Und Cramer als Wahlkampf-Partner verleiht einen zusätzlichen Schub. Für Urgese wäre günstig, würde der Liberale im ersten Wahlgang das absolute Mehr verpassen und ihm auch noch bis zum 7. April zur Seite stehen.
Natürlich würde er sich über linke Stimmen freuen, sagt Urgese. Sich deshalb als grün oder links zu geben, das kommt für ihn aber nicht infrage. Wohl auch, weil er die bürgerliche Wählerschaft an der Stange halten muss.
Stattdessen führt Urgese seine bisherige politische Arbeit als Argument an, weshalb er auch für ein Publikum links von der Mitte interessant sein könnte. «Ich bin kein Ideologe», sagt er.

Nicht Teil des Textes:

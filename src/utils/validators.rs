//! 账号字段校验

use crate::errors::{Result, ToolbeltError};

pub const USERNAME_MIN_LEN: usize = 3;
pub const USERNAME_MAX_LEN: usize = 50;
pub const PASSWORD_MIN_LEN: usize = 8;

/// 用户名：3-50 个字符，仅限字母、数字、下划线和连字符
pub fn validate_username(username: &str) -> Result<()> {
    let len = username.chars().count();
    if !(USERNAME_MIN_LEN..=USERNAME_MAX_LEN).contains(&len) {
        return Err(ToolbeltError::invalid_input(format!(
            "Username must be {}-{} characters",
            USERNAME_MIN_LEN, USERNAME_MAX_LEN
        )));
    }

    if !username
        .chars()
        .all(|c| c.is_ascii_alphanumeric() || c == '_' || c == '-')
    {
        return Err(ToolbeltError::invalid_input(
            "Username may only contain letters, digits, '_' and '-'",
        ));
    }

    Ok(())
}

/// 邮箱：恰好一个 `@`，两侧非空，且不含空白
pub fn validate_email(email: &str) -> Result<()> {
    let invalid = || ToolbeltError::invalid_input(format!("Invalid email address: '{}'", email));

    if email.chars().any(char::is_whitespace) {
        return Err(invalid());
    }

    match email.split_once('@') {
        Some((local, domain)) if !local.is_empty() && !domain.is_empty() && !domain.contains('@') => {
            Ok(())
        }
        _ => Err(invalid()),
    }
}

pub fn validate_password(password: &str) -> Result<()> {
    if password.chars().count() < PASSWORD_MIN_LEN {
        return Err(ToolbeltError::invalid_input(format!(
            "Password must be at least {} characters",
            PASSWORD_MIN_LEN
        )));
    }
    Ok(())
}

Als Vizepräsident der Spezialkommission Klimaschutz habe er etwa dazu beigetragen, dass es ab 2035 keine Öl- und Gasheizungen mehr geben darf. Aber nur unter der Bedingung, dass betroffene Hauseigentümer entschädigt werden. «Klimaschutz ist ein unglaublich wichtiges Thema. Wir müssen aber das ideologische Muster brechen, um vorwärtszukommen.»
Bleibt sich politisch treu
Oder anders gesagt: Es brauche Kompromisse wie beim Steuerpaket 2023, das die Stimmbevölkerung deutlich angenommen hat. Das sei ein hartes Stück Parlaments-Arbeit gewesen.
Politisch bleibt sich Urgese treu. Persönlich? Ihm haftet der Ruf eines verkopften Menschen an. Stets kontrolliert, das Haar links gescheitelt, immer mit Hemd.
Anfangs rechtfertigte er sich – jetzt nicht mehr. «So bin ich», das muss reichen.
Manchmal widersetzt er sich dem Bild, das man von ihm hat. Macht Faxen auf Fotos bei öffentlichen Anlässen und schreibt in den sozialen Medien Kommentare wie «Wir hatten (offensichtlich) Spass.»
Die Klammer – ein Ausbruch. Ein klitzekleiner.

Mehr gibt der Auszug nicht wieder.